2. In parts of Germany and Poland, when a couple marries, guests break a whole lot of porcelain.

And leave it to the couple to clean up. They do this right in front of the bride's home, usually the night before the wedding. It's called "Polterabend" and it's meant to symbolize the struggles the new couple will face as they build a home together, with an emphasis on working together through those struggles.

If you're invited to participate, make sure you break only porcelain (old toilets welcome) and not glass, which stands for happiness, and therefore should never be broken.

3. Brass doorknobs disinfect themselves.

It's called the oligodynamic effect: The ions in the metal have a toxic effect on spores, fungi, viruses, and other germs -- eliminating the nasties within eight hours.

4. The original housewarming party was -- literally -- a housewarming.
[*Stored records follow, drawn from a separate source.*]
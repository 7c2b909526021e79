// ABOUTME: PostgreSQL connection utilities for the destination store
// ABOUTME: Handles TLS setup, friendly connection errors, and retry on open

use crate::config::DestinationConfig;
use crate::utils;
use anyhow::{Context, Result};
use native_tls::TlsConnector;
use postgres_native_tls::MakeTlsConnector;
use std::time::Duration;
use tokio_postgres::Client;

/// Connect to the destination database with TLS support
///
/// TLS is negotiated when the server offers it and skipped otherwise. The
/// connection task runs on the tokio runtime until the returned client is
/// dropped.
pub async fn connect(destination: &DestinationConfig) -> Result<Client> {
    let config = destination.pg_config()?;

    let tls_connector = TlsConnector::builder()
        .danger_accept_invalid_certs(false)
        .build()
        .context("Failed to build TLS connector")?;
    let tls = MakeTlsConnector::new(tls_connector);

    let (client, connection) = config
        .connect(tls)
        .await
        .map_err(|e| describe_connect_error(&e.to_string()))?;

    tokio::spawn(async move {
        if let Err(e) = connection.await {
            tracing::error!("Connection error: {}", e);
        }
    });

    Ok(client)
}

/// Connect with automatic retry for transient failures
///
/// Only opening the connection is retried; statements are never replayed.
pub async fn connect_with_retry(destination: &DestinationConfig) -> Result<Client> {
    utils::retry_with_backoff(
        || connect(destination),
        destination.connect_retries,
        Duration::from_secs(1),
    )
    .await
    .with_context(|| format!("Failed to connect to {} after retries", destination.describe()))
}

fn describe_connect_error(error_msg: &str) -> anyhow::Error {
    if error_msg.contains("password authentication failed") {
        anyhow::anyhow!(
            "Authentication failed: Invalid username or password.\n\
             Please verify your database credentials."
        )
    } else if error_msg.contains("database") && error_msg.contains("does not exist") {
        anyhow::anyhow!(
            "Database does not exist: {}\n\
             Please create the database first or check the connection settings.",
            error_msg
        )
    } else if error_msg.contains("Connection refused") || error_msg.contains("could not connect")
    {
        anyhow::anyhow!(
            "Connection refused: Unable to reach database server.\n\
             Please check:\n\
             - The host and port are correct\n\
             - The database server is running\n\
             - Firewall rules allow connections\n\
             Error: {}",
            error_msg
        )
    } else if error_msg.contains("timeout") || error_msg.contains("timed out") {
        anyhow::anyhow!(
            "Connection timeout: Database server did not respond in time.\n\
             Error: {}",
            error_msg
        )
    } else if error_msg.contains("SSL") || error_msg.contains("TLS") {
        anyhow::anyhow!(
            "TLS/SSL error: Failed to establish secure connection.\n\
             Error: {}",
            error_msg
        )
    } else if error_msg.contains("no pg_hba.conf entry") {
        anyhow::anyhow!(
            "Access denied: No pg_hba.conf entry for host.\n\
             The database server is not configured to accept connections from your host.\n\
             Error: {}",
            error_msg
        )
    } else {
        anyhow::anyhow!("Failed to connect to database: {}", error_msg)
    }
}
//! HTTP error mapping for the gateway API.

use axum::http::StatusCode;
use axum::response::{IntoResponse, Response};
use serde::Serialize;

use dispatch_core::error::DispatchError;

/// Error response payload.
#[derive(Debug, Serialize)]
pub struct ApiErrorBody {
    pub error: ApiErrorDetail,
}

#[derive(Debug, Serialize)]
pub struct ApiErrorDetail {
    /// Stable error code identifier.
    pub code: String,
    /// Human readable message.
    pub message: String,
}

/// Gateway-level error: a core error plus its HTTP rendering.
#[derive(Debug, thiserror::Error)]
#[error("{0}")]
pub struct ApiError(#[from] pub DispatchError);

impl ApiError {
    fn status_and_code(&self) -> (StatusCode, &'static str) {
        match &self.0 {
            DispatchError::AuthFailed(_) => (StatusCode::UNAUTHORIZED, "AUTH_FAILED"),
            DispatchError::NotFound(_) => (StatusCode::NOT_FOUND, "NOT_FOUND"),
            DispatchError::Conflict(_) => (StatusCode::CONFLICT, "CONFLICT"),
            DispatchError::PreconditionFailed(_) => {
                (StatusCode::UNPROCESSABLE_ENTITY, "PRECONDITION_FAILED")
            }
            DispatchError::TransientStore(_) | DispatchError::Timeout(_) => {
                (StatusCode::SERVICE_UNAVAILABLE, "SERVICE_UNAVAILABLE")
            }
            DispatchError::RoutingUnavailable(_) => {
                (StatusCode::SERVICE_UNAVAILABLE, "ROUTING_UNAVAILABLE")
            }
            DispatchError::PermanentStore(_) => {
                (StatusCode::INTERNAL_SERVER_ERROR, "STORE_ERROR")
            }
            DispatchError::InvalidCoordinates { .. } => {
                (StatusCode::BAD_REQUEST, "INVALID_COORDINATES")
            }
        }
    }
}

impl IntoResponse for ApiError {
    fn into_response(self) -> Response {
        let (status, code) = self.status_and_code();
        let body = ApiErrorBody {
            error: ApiErrorDetail {
                code: code.to_string(),
                message: self.0.to_string(),
            },
        };
        (status, axum::Json(body)).into_response()
    }
}

#[cfg(test)]
mod tests {
    use super::*;

    #[test]
    fn conflict_maps_to_409() {
        let err = ApiError(DispatchError::Conflict("offer already taken".into()));
        let (status, code) = err.status_and_code();
        assert_eq!(status, StatusCode::CONFLICT);
        assert_eq!(code, "CONFLICT");
    }

    #[test]
    fn transient_store_maps_to_503() {
        let err = ApiError(DispatchError::TransientStore("io".into()));
        let (status, _) = err.status_and_code();
        assert_eq!(status, StatusCode::SERVICE_UNAVAILABLE);
    }
}
//! Nearby-driver query: expanding-ring search over the position store.
//!
//! Rings bound total work regardless of driver density and give callers a
//! natural "how far did we have to look" signal. Ring 0 goes first because
//! the overwhelming majority of queries find a driver in the rider's own or
//! immediately adjacent cells.

use std::collections::HashSet;
use std::sync::Arc;

use tracing::{debug, warn};

use crate::durable::DriverRepository;
use crate::error::Result;
use crate::ids::{ChannelId, DriverId, UserId};
use crate::position::PositionStore;
use crate::routing::RouteProvider;
use crate::spatial::{cell_of, haversine_km, ring_at};

/// Filters applied to candidate drivers.
#[derive(Debug, Clone, Copy)]
pub struct SearchConstraints {
    pub max_rings: u32,
    pub min_count: usize,
    pub only_online: bool,
    pub only_available: bool,
    pub only_verified: bool,
    pub only_unblocked: bool,
}

impl Default for SearchConstraints {
    fn default() -> Self {
        Self {
            max_rings: 5,
            min_count: 1,
            only_online: true,
            only_available: true,
            only_verified: true,
            only_unblocked: true,
        }
    }
}

/// One ranked candidate.
#[derive(Debug, Clone)]
pub struct NearbyDriver {
    pub driver_id: DriverId,
    pub user_id: UserId,
    pub name: String,
    /// `[lng, lat]`.
    pub coordinates: [f64; 2],
    pub straight_line_km: f64,
    pub eta_minutes: f64,
    /// Road distance when the routing collaborator answered.
    pub route_meters: Option<f64>,
    pub channel: Option<ChannelId>,
}

/// Search result with the ring distance the search had to reach.
#[derive(Debug, Clone)]
pub struct NearbySearch {
    pub candidates: Vec<NearbyDriver>,
    pub search_radius: u32,
}

/// Expanding-ring nearest-driver search.
pub struct NearbyService {
    positions: Arc<PositionStore>,
    repo: Arc<dyn DriverRepository>,
    router: Arc<dyn RouteProvider>,
    assumed_speed_kmh: f64,
}

impl NearbyService {
    pub fn new(
        positions: Arc<PositionStore>,
        repo: Arc<dyn DriverRepository>,
        router: Arc<dyn RouteProvider>,
        assumed_speed_kmh: f64,
    ) -> Self {
        Self {
            positions,
            repo,
            router,
            assumed_speed_kmh,
        }
    }

    /// Find drivers near `(lat, lng)`, closest ring first, ranked by ETA
    /// then straight-line distance.
    pub async fn find_nearby(
        &self,
        lat: f64,
        lng: f64,
        constraints: SearchConstraints,
    ) -> Result<NearbySearch> {
        let center = cell_of(lat, lng)?;
        let mut seen: HashSet<DriverId> = HashSet::new();
        let mut survivors: Vec<NearbyDriver> = Vec::new();

        for k in 0..=constraints.max_rings {
            let ring = ring_at(center, k);
            let members = self.positions.members_of_cells(&ring);

            for driver_id in members {
                // A driver mid-cell-transition can surface in two rings;
                // keep the first sighting only.
                if !seen.insert(driver_id) {
                    continue;
                }
                if let Some(candidate) = self
                    .evaluate_candidate(driver_id, lat, lng, &constraints)
                    .await
                {
                    survivors.push(candidate);
                }
            }

            if survivors.len() >= constraints.min_count {
                survivors.sort_by(|a, b| {
                    a.eta_minutes
                        .partial_cmp(&b.eta_minutes)
                        .unwrap_or(std::cmp::Ordering::Equal)
                        .then(
                            a.straight_line_km
                                .partial_cmp(&b.straight_line_km)
                                .unwrap_or(std::cmp::Ordering::Equal),
                        )
                });
                debug!(
                    ring = k,
                    candidates = survivors.len(),
                    "nearby search satisfied"
                );
                return Ok(NearbySearch {
                    candidates: survivors,
                    search_radius: k,
                });
            }
        }

        Ok(NearbySearch {
            candidates: Vec::new(),
            search_radius: constraints.max_rings,
        })
    }

    async fn evaluate_candidate(
        &self,
        driver_id: DriverId,
        lat: f64,
        lng: f64,
        constraints: &SearchConstraints,
    ) -> Option<NearbyDriver> {
        let record = self.positions.get(driver_id)?;
        if constraints.only_online && !record.is_online {
            return None;
        }
        if constraints.only_available && !record.is_available {
            return None;
        }

        let durable = match self.repo.get_driver(driver_id).await {
            Ok(Some(d)) => d,
            Ok(None) => return None,
            Err(e) => {
                // One flaky durable read must not sink the whole search.
                warn!(driver_id = %driver_id, error = %e, "durable lookup failed, skipping driver");
                return None;
            }
        };
        if constraints.only_verified && !durable.verified {
            return None;
        }
        if constraints.only_unblocked && durable.blocked {
            return None;
        }

        let straight_line_km =
            haversine_km((record.coordinates[1], record.coordinates[0]), (lat, lng));

        let (eta_minutes, route_meters) =
            match self.router.route(record.coordinates, [lng, lat]).await {
                Ok(estimate) => (estimate.duration_secs / 60.0, Some(estimate.distance_meters)),
                Err(e) => {
                    debug!(driver_id = %driver_id, error = %e, "routing fallback to haversine");
                    (
                        (straight_line_km / self.assumed_speed_kmh * 60.0).round(),
                        None,
                    )
                }
            };

        Some(NearbyDriver {
            driver_id,
            user_id: record.user_id,
            name: durable.name,
            coordinates: record.coordinates,
            straight_line_km,
            eta_minutes,
            route_meters,
            channel: record.channel,
        })
    }
}

#[cfg(test)]
mod tests {
    use super::*;
    use crate::position::PositionWrite;
    use crate::test_helpers::{north_of, DispatchHarness, FixedRouteProvider, PICKUP};

    #[tokio::test]
    async fn finds_driver_in_same_cell_at_ring_zero() {
        let h = DispatchHarness::new();
        h.seed_driver("Ada", PICKUP.0, PICKUP.1);

        let search = h
            .nearby
            .find_nearby(PICKUP.0, PICKUP.1, SearchConstraints::default())
            .await
            .expect("search");

        assert_eq!(search.candidates.len(), 1);
        assert_eq!(search.search_radius, 0);
        assert_eq!(search.candidates[0].name, "Ada");
    }

    #[tokio::test]
    async fn expands_rings_until_a_driver_appears() {
        let h = DispatchHarness::new();
        // ~0.9 km north: a few rings out at resolution 9.
        let (lat, lng) = north_of(PICKUP, 0.9);
        h.seed_driver("Far", lat, lng);

        let search = h
            .nearby
            .find_nearby(PICKUP.0, PICKUP.1, SearchConstraints::default())
            .await
            .expect("search");

        assert_eq!(search.candidates.len(), 1);
        assert!(search.search_radius >= 1, "driver is not in the center cell");
        assert!(search.search_radius <= 5);
    }

    #[tokio::test]
    async fn closest_driver_ranks_first() {
        let h = DispatchHarness::new();
        let (near_lat, near_lng) = north_of(PICKUP, 0.3);
        let (far_lat, far_lng) = north_of(PICKUP, 0.9);
        let (very_far_lat, very_far_lng) = north_of(PICKUP, 4.0);
        let (near_id, _) = h.seed_driver("Near", near_lat, near_lng);
        h.seed_driver("Mid", far_lat, far_lng);
        h.seed_driver("Far", very_far_lat, very_far_lng);

        let search = h
            .nearby
            .find_nearby(PICKUP.0, PICKUP.1, SearchConstraints::default())
            .await
            .expect("search");

        assert!(!search.candidates.is_empty());
        assert_eq!(search.candidates[0].driver_id, near_id);
        assert!(search.search_radius <= 3, "0.3 km should resolve within a few rings");
    }

    #[tokio::test]
    async fn min_count_keeps_expanding_past_first_hit() {
        let h = DispatchHarness::new();
        h.seed_driver("Close", PICKUP.0, PICKUP.1);
        let (lat, lng) = north_of(PICKUP, 0.6);
        h.seed_driver("Further", lat, lng);

        let mut constraints = SearchConstraints::default();
        constraints.min_count = 2;
        let search = h
            .nearby
            .find_nearby(PICKUP.0, PICKUP.1, constraints)
            .await
            .expect("search");

        assert_eq!(search.candidates.len(), 2);
        assert!(search.search_radius >= 1);
    }

    #[tokio::test]
    async fn offline_unavailable_unverified_and_blocked_are_filtered() {
        let h = DispatchHarness::new();
        let (offline, offline_user) = h.seed_driver("Offline", PICKUP.0, PICKUP.1);
        h.positions.upsert(PositionWrite {
            driver_id: offline,
            user_id: offline_user,
            coordinates: [PICKUP.1, PICKUP.0],
            cell: cell_of(PICKUP.0, PICKUP.1).expect("cell"),
            is_online: false,
            is_available: true,
        });

        let (busy, _) = h.seed_driver("Busy", PICKUP.0, PICKUP.1);
        h.positions.set_availability(busy, false);

        let (unverified, _) = h.seed_driver("Unverified", PICKUP.0, PICKUP.1);
        h.repo
            .set_verified(unverified, false)
            .await
            .expect("unverify");

        let (blocked, _) = h.seed_driver("Blocked", PICKUP.0, PICKUP.1);
        h.repo.set_blocked(blocked, true).await.expect("block");

        let search = h
            .nearby
            .find_nearby(PICKUP.0, PICKUP.1, SearchConstraints::default())
            .await
            .expect("search");
        assert!(search.candidates.is_empty());
        assert_eq!(search.search_radius, 5);
    }

    #[tokio::test]
    async fn expired_drivers_never_surface() {
        let h = DispatchHarness::new();
        h.seed_driver("Stale", PICKUP.0, PICKUP.1);
        h.clock
            .advance_ms(crate::test_helpers::HARNESS_POSITION_TTL_MS + 1);

        let search = h
            .nearby
            .find_nearby(PICKUP.0, PICKUP.1, SearchConstraints::default())
            .await
            .expect("search");
        assert!(search.candidates.is_empty());
    }

    #[tokio::test]
    async fn routing_failure_falls_back_to_haversine_eta() {
        // Harness default router always fails.
        let h = DispatchHarness::new();
        let (lat, lng) = north_of(PICKUP, 2.0);
        h.seed_driver("NoRoute", lat, lng);

        let mut constraints = SearchConstraints::default();
        constraints.max_rings = 20;
        let search = h
            .nearby
            .find_nearby(PICKUP.0, PICKUP.1, constraints)
            .await
            .expect("search");

        let candidate = &search.candidates[0];
        assert!(candidate.route_meters.is_none());
        // 2 km at 30 km/h is 4 minutes.
        assert!((candidate.eta_minutes - 4.0).abs() < 1.0, "eta {}", candidate.eta_minutes);
    }

    #[tokio::test]
    async fn routing_success_annotates_eta_and_distance() {
        let h = DispatchHarness::with_router(std::sync::Arc::new(FixedRouteProvider {
            duration_secs: 300.0,
            distance_meters: 2_500.0,
        }));
        h.seed_driver("Routed", PICKUP.0, PICKUP.1);

        let search = h
            .nearby
            .find_nearby(PICKUP.0, PICKUP.1, SearchConstraints::default())
            .await
            .expect("search");

        let candidate = &search.candidates[0];
        assert_eq!(candidate.route_meters, Some(2_500.0));
        assert!((candidate.eta_minutes - 5.0).abs() < 0.01);
    }
}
Guests brought firewood as gifts and lit fires in all the fireplaces in the home. Obviously this warmed up the place for the family, but it was also believed to ward off evil spirits. Uninhabited homes were thought to attract roaming ghosts, so a new home would have to be rid of that bad energy before it could become a happy abode.

5. A man started with one red paper clip and traded his way to a home.

Kyle MacDonald made his first trade -- one red paperclip for a fish-shaped pen -- in July of 2005. Less than a year and several trades later, he finally traded a film role for a two-story farmhouse in Saskatchewan. Who knew that bartering could be so lucrative?